Shepard opened by discussing the different market strategies needed in order for energy harvesting devices and micro fuel cells to take off and hold in the market. Shepard focused on the lack of success micro fuel cells have faced—blaming its troubles on targeting inappropriate markets like the cell phones and laptop industries.
"Both micro fuel cells and energy harvesting devices can find markets when they are used to replaced large numbers of batteries," Shepard observed. "For energy harvesting devices, that means applications such as wireless sensor networks with large numbers of nodes.
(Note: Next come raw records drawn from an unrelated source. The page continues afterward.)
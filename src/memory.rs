//! In-process reference storage: hash-free ordered key maps, interior
//! mutability for column cells, and live-computed indexes.
//!
//! `MemIndex` answers lookups by scanning its column's current cells, so it
//! can never fall out of sync with writes. That keeps the reference
//! implementation honest; a production backend would maintain real posting
//! lists behind the same [`IndexProvider`] surface.

use std::cell::RefCell;
use std::collections::BTreeMap;
use std::rc::Rc;

use rustc_hash::FxHashMap;

use crate::access::{
    value_sections, ColumnProvider, FulltextOpt, IndexProvider, IndexSink, RangeQuery,
    TableProvider, TableResolver,
};
use crate::{
    section_matches, DataKind, Error, Operator, RecordId, Result, TableId, TableSchema,
    TypedValue, NIL_RECORD,
};

/// Ordered key representation for keyed tables.
#[derive(Debug, Clone, PartialEq, Eq, PartialOrd, Ord)]
enum KeyRepr {
    Int(i64),
    Text(String),
}

impl KeyRepr {
    fn from_value(v: &TypedValue) -> Option<KeyRepr> {
        match v {
            TypedValue::Text(s) => Some(KeyRepr::Text(s.clone())),
            other => other.as_num().map(|n| KeyRepr::Int(n.as_i64_wrapping())),
        }
    }

    fn to_value(&self) -> TypedValue {
        match self {
            KeyRepr::Int(i) => TypedValue::Int64(*i),
            KeyRepr::Text(s) => TypedValue::Text(s.clone()),
        }
    }
}

/// A column: typed cells addressed by record id, mutable behind a shared
/// reference so assignment programs can run during a scan.
pub struct MemColumn {
    name: String,
    kind: DataKind,
    reference: Option<TableId>,
    cells: RefCell<Vec<TypedValue>>,
}

impl MemColumn {
    fn cell(&self, id: RecordId) -> TypedValue {
        if id == NIL_RECORD {
            return TypedValue::Void;
        }
        self.cells
            .borrow()
            .get(id as usize - 1)
            .cloned()
            .unwrap_or(TypedValue::Void)
    }
}

impl ColumnProvider for MemColumn {
    fn kind(&self) -> DataKind {
        self.kind
    }

    fn get(&self, id: RecordId) -> TypedValue {
        self.cell(id)
    }

    fn set(&self, id: RecordId, value: TypedValue) -> Result<()> {
        if id == NIL_RECORD {
            return Err(Error::NotSettable);
        }
        let mut cells = self.cells.borrow_mut();
        let idx = id as usize - 1;
        if idx >= cells.len() {
            cells.resize(idx + 1, TypedValue::Void);
        }
        cells[idx] = value;
        Ok(())
    }

    fn reference_table(&self) -> Option<TableId> {
        self.reference
    }
}

/// What an index over a column can answer.
#[derive(Debug, Clone, Copy, PartialEq, Eq)]
pub enum MemIndexKind {
    /// Equality, range, prefix.
    Value,
    /// Tokenized full-text plus everything `Value` answers.
    Text,
    /// `Text` plus suffix lookup (reverse lexicon).
    TextWithSuffix,
}

/// An index over one column. Lookups scan the live cells.
pub struct MemIndex {
    column: Rc<MemColumn>,
    kind: MemIndexKind,
}

impl MemIndex {
    fn each_record(&self, mut f: impl FnMut(RecordId, &TypedValue)) {
        let cells = self.column.cells.borrow();
        for (i, cell) in cells.iter().enumerate() {
            f(i as RecordId + 1, cell);
        }
    }
}

fn section_weight(weights: &[(u32, i32)], section: u32) -> Option<i32> {
    if weights.is_empty() {
        return Some(1);
    }
    weights
        .iter()
        .find(|(s, _)| *s == section)
        .map(|(_, w)| *w)
}

impl IndexProvider for MemIndex {
    fn lookup_equal(&self, value: &TypedValue, weights: &[(u32, i32)], sink: IndexSink<'_>) {
        self.each_record(|id, cell| match cell {
            TypedValue::Vector(items) => {
                for (i, item) in items.iter().enumerate() {
                    if let Some(w) = section_weight(weights, i as u32 + 1) {
                        if item.loose_eq(value) {
                            sink(id, w);
                        }
                    }
                }
            }
            other => {
                if let Some(w) = section_weight(weights, 1) {
                    if other.loose_eq(value) {
                        sink(id, w);
                    }
                }
            }
        });
    }

    fn lookup_range(&self, range: &RangeQuery, sink: IndexSink<'_>) {
        self.each_record(|id, cell| {
            if range.contains(cell) {
                sink(id, 1);
            }
        });
    }

    fn lookup_prefix(&self, prefix: &str, sink: IndexSink<'_>) {
        self.each_record(|id, cell| {
            for (_, text) in value_sections(cell) {
                if text.starts_with(prefix) {
                    sink(id, 1);
                }
            }
        });
    }

    fn supports_suffix(&self) -> bool {
        self.kind == MemIndexKind::TextWithSuffix
    }

    fn lookup_suffix(&self, suffix: &str, sink: IndexSink<'_>) {
        self.each_record(|id, cell| {
            for (_, text) in value_sections(cell) {
                if text.ends_with(suffix) {
                    sink(id, 1);
                }
            }
        });
    }

    fn lookup_fulltext(&self, query: &str, opt: &FulltextOpt<'_>, sink: IndexSink<'_>) {
        self.each_record(|id, cell| {
            if opt.min_record != NIL_RECORD && id < opt.min_record {
                return;
            }
            for (section, text) in value_sections(cell) {
                let Some(w) = section_weight(opt.weights, section) else {
                    continue;
                };
                if section_matches(&text, query, opt) {
                    sink(id, w);
                }
            }
        });
    }
}

/// One table: schema, key map, columns, and indexes.
pub struct MemTable {
    id: TableId,
    schema: TableSchema,
    n: u32,
    keys: Vec<KeyRepr>,
    key_map: BTreeMap<KeyRepr, RecordId>,
    columns: Vec<Rc<MemColumn>>,
    indexes: FxHashMap<String, MemIndex>,
}

impl MemTable {
    fn new(id: TableId, schema: TableSchema) -> Self {
        let columns = schema
            .columns
            .iter()
            .map(|c| {
                Rc::new(MemColumn {
                    name: c.name.clone(),
                    kind: c.kind,
                    reference: c.reference,
                    cells: RefCell::new(Vec::new()),
                })
            })
            .collect();
        Self {
            id,
            schema,
            n: 0,
            keys: Vec::new(),
            key_map: BTreeMap::new(),
            columns,
            indexes: FxHashMap::default(),
        }
    }

    pub fn id(&self) -> TableId {
        self.id
    }

    pub fn schema(&self) -> &TableSchema {
        &self.schema
    }

    /// Insert a record; on a keyed table a duplicate key returns the
    /// existing record id.
    pub fn insert(&mut self, key: Option<TypedValue>) -> Result<RecordId> {
        let repr = match (&self.schema.key_kind, key) {
            (Some(_), Some(k)) => Some(KeyRepr::from_value(&k).ok_or(Error::TypeCast {
                from: k.kind(),
                to: DataKind::Text,
            })?),
            (Some(_), None) => {
                return Err(Error::MalformedProgram(
                    "keyed table requires a key on insert".into(),
                ))
            }
            (None, _) => None,
        };
        if let Some(repr) = &repr {
            if let Some(&existing) = self.key_map.get(repr) {
                return Ok(existing);
            }
        }
        self.n += 1;
        let id = self.n;
        if let Some(repr) = repr {
            self.key_map.insert(repr.clone(), id);
            self.keys.push(repr);
        }
        for col in &self.columns {
            col.cells.borrow_mut().push(TypedValue::Void);
        }
        Ok(id)
    }

    /// Store a column value, casting into the column's domain.
    pub fn put(&mut self, id: RecordId, column: &str, value: TypedValue) -> Result<()> {
        let col = self
            .columns
            .iter()
            .find(|c| c.name == column)
            .ok_or_else(|| Error::ColumnNotFound(column.to_string()))?;
        let cast = if value.kind() == col.kind || col.kind == DataKind::Vector {
            value
        } else {
            value.cast_to(col.kind)?
        };
        col.set(id, cast)
    }

    /// Declare an index over `column`.
    pub fn create_index(&mut self, column: &str, kind: MemIndexKind) -> Result<()> {
        let col = self
            .columns
            .iter()
            .find(|c| c.name == column)
            .ok_or_else(|| Error::ColumnNotFound(column.to_string()))?;
        if kind != MemIndexKind::Value
            && !matches!(col.kind, DataKind::Text | DataKind::Vector)
        {
            return Err(Error::IndexUnavailable(
                "full-text index requires a text or vector column",
            ));
        }
        self.indexes.insert(
            column.to_string(),
            MemIndex {
                column: Rc::clone(col),
                kind,
            },
        );
        Ok(())
    }
}

impl TableProvider for MemTable {
    fn size(&self) -> u64 {
        self.n as u64
    }

    fn cursor(&self) -> Box<dyn Iterator<Item = RecordId> + '_> {
        Box::new(1..=self.n)
    }

    fn contains(&self, id: RecordId) -> bool {
        id != NIL_RECORD && id <= self.n
    }

    fn column(&self, name: &str) -> Option<&dyn ColumnProvider> {
        self.columns
            .iter()
            .find(|c| c.name == name)
            .map(|c| c.as_ref() as &dyn ColumnProvider)
    }

    fn key_of(&self, id: RecordId) -> Option<TypedValue> {
        if id == NIL_RECORD {
            return None;
        }
        self.keys.get(id as usize - 1).map(|k| k.to_value())
    }

    fn lookup_key(&self, key: &TypedValue) -> Option<RecordId> {
        let repr = KeyRepr::from_value(key)?;
        self.key_map.get(&repr).copied()
    }

    fn index(&self, column: &str, op: Operator) -> Option<&dyn IndexProvider> {
        let idx = self.indexes.get(column)?;
        let fulltext = matches!(
            op,
            Operator::Match | Operator::Near | Operator::Similar | Operator::Regexp
        );
        if fulltext && idx.kind == MemIndexKind::Value {
            return None;
        }
        Some(idx as &dyn IndexProvider)
    }
}

/// A set of tables plus the id/name maps, implementing [`TableResolver`].
#[derive(Default)]
pub struct MemDatabase {
    tables: Vec<MemTable>,
    by_name: FxHashMap<String, TableId>,
}

impl MemDatabase {
    pub fn new() -> Self {
        Self::default()
    }

    pub fn create_table(&mut self, schema: TableSchema) -> TableId {
        let id = self.tables.len() as TableId + 1;
        self.by_name.insert(schema.name.clone(), id);
        self.tables.push(MemTable::new(id, schema));
        id
    }

    pub fn table_id(&self, name: &str) -> Option<TableId> {
        self.by_name.get(name).copied()
    }

    pub fn table_mut(&mut self, id: TableId) -> Option<&mut MemTable> {
        if id == 0 {
            return None;
        }
        self.tables.get_mut(id as usize - 1)
    }

    pub fn provider(&self, id: TableId) -> Option<&dyn TableProvider> {
        if id == 0 {
            return None;
        }
        self.tables.get(id as usize - 1).map(|t| t as &dyn TableProvider)
    }
}

impl TableResolver for MemDatabase {
    fn table(&self, id: TableId) -> Option<&dyn TableProvider> {
        self.provider(id)
    }
}

#[cfg(test)]
mod tests {
    use super::*;

    fn fixture() -> MemDatabase {
        let mut db = MemDatabase::new();
        let t = db.create_table(
            TableSchema::builder("docs")
                .key(DataKind::Text)
                .column("size", DataKind::Int32)
                .column("body", DataKind::Text)
                .build(),
        );
        let docs = db.table_mut(t).unwrap();
        for (key, size, body) in [
            ("a", 10, "quick brown fox"),
            ("b", 25, "lazy dog"),
            ("c", 40, "quick dog"),
        ] {
            let id = docs.insert(Some(TypedValue::Text(key.into()))).unwrap();
            docs.put(id, "size", TypedValue::Int32(size)).unwrap();
            docs.put(id, "body", TypedValue::Text(body.into())).unwrap();
        }
        docs.create_index("size", MemIndexKind::Value).unwrap();
        docs.create_index("body", MemIndexKind::Text).unwrap();
        db
    }

    fn collect(f: impl Fn(IndexSink<'_>)) -> Vec<(RecordId, i32)> {
        let mut out = Vec::new();
        let mut sink = |id: RecordId, w: i32| out.push((id, w));
        f(&mut sink);
        out.sort_unstable();
        out
    }

    #[test]
    fn test_insert_dedups_keys() {
        let mut db = fixture();
        let t = db.table_id("docs").unwrap();
        let docs = db.table_mut(t).unwrap();
        let again = docs.insert(Some(TypedValue::Text("b".into()))).unwrap();
        assert_eq!(again, 2);
        assert_eq!(docs.size(), 3);
    }

    #[test]
    fn test_key_roundtrip() {
        let db = fixture();
        let t = db.table_id("docs").unwrap();
        let docs = db.provider(t).unwrap();
        assert_eq!(docs.lookup_key(&TypedValue::Text("c".into())), Some(3));
        assert_eq!(docs.key_of(3), Some(TypedValue::Text("c".into())));
        assert_eq!(docs.lookup_key(&TypedValue::Text("zz".into())), None);
    }

    #[test]
    fn test_value_index_range() {
        let db = fixture();
        let t = db.table_id("docs").unwrap();
        let docs = db.provider(t).unwrap();
        let idx = docs.index("size", Operator::Less).unwrap();
        let range = RangeQuery::from_op(Operator::Less, TypedValue::Int32(30)).unwrap();
        let hits = collect(|sink| idx.lookup_range(&range, sink));
        assert_eq!(hits, vec![(1, 1), (2, 1)]);
    }

    #[test]
    fn test_fulltext_index_match() {
        let db = fixture();
        let t = db.table_id("docs").unwrap();
        let docs = db.provider(t).unwrap();
        let idx = docs.index("body", Operator::Match).unwrap();
        let opt = FulltextOpt::default();
        let hits = collect(|sink| idx.lookup_fulltext("quick", &opt, sink));
        assert_eq!(hits, vec![(1, 1), (3, 1)]);
    }

    #[test]
    fn test_fulltext_min_record_skip() {
        let db = fixture();
        let t = db.table_id("docs").unwrap();
        let docs = db.provider(t).unwrap();
        let idx = docs.index("body", Operator::Match).unwrap();
        let opt = FulltextOpt {
            min_record: 3,
            ..FulltextOpt::default()
        };
        let hits = collect(|sink| idx.lookup_fulltext("quick", &opt, sink));
        assert_eq!(hits, vec![(3, 1)]);
    }

    #[test]
    fn test_value_index_rejects_fulltext() {
        let db = fixture();
        let t = db.table_id("docs").unwrap();
        let docs = db.provider(t).unwrap();
        assert!(docs.index("size", Operator::Match).is_none());
        assert!(docs.index("size", Operator::Equal).is_some());
    }

    #[test]
    fn test_fulltext_index_needs_text_column() {
        let mut db = fixture();
        let t = db.table_id("docs").unwrap();
        let docs = db.table_mut(t).unwrap();
        assert!(matches!(
            docs.create_index("size", MemIndexKind::Text),
            Err(Error::IndexUnavailable(_))
        ));
    }

    #[test]
    fn test_put_casts_into_column_domain() {
        let mut db = fixture();
        let t = db.table_id("docs").unwrap();
        let docs = db.table_mut(t).unwrap();
        docs.put(1, "size", TypedValue::Text("99".into())).unwrap();
        assert_eq!(
            docs.column("size").unwrap().get(1),
            TypedValue::Int32(99)
        );
    }
}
For micro fuel cells, it is auxiliary or remote power applications where the need is for hundreds of watt-hours of continuous operation, and the fuel cell replaces many individual batteries; not small portable devices such as handsets or laptops."
Ruddle spoke on the ability of Advanced Cerametrics’ flexible piezoelectric fiber composite transducers to harvest mechanical energy and convert it into electrical energy. He showed the ability of piezoelectric fiber composites to produce 500 V (at resonance frequency of 35 Hz, that can charge a 400 µF capacitor to 50 V in less than 4 seconds. He claimed that materials have been configured to produce 145-mW output.
Moving past piezoelectric technology, Ruddle focused on Advanced Cerametrics’ Viscose Suspension Spinning Process (VSSP). This technique meshes two old technologies: fiber spinning and ceramics with today’s techniques. According to Ruddle, VSSP creates lighter, stronger, more flexible, and less expensive ceramics compared to traditional methods.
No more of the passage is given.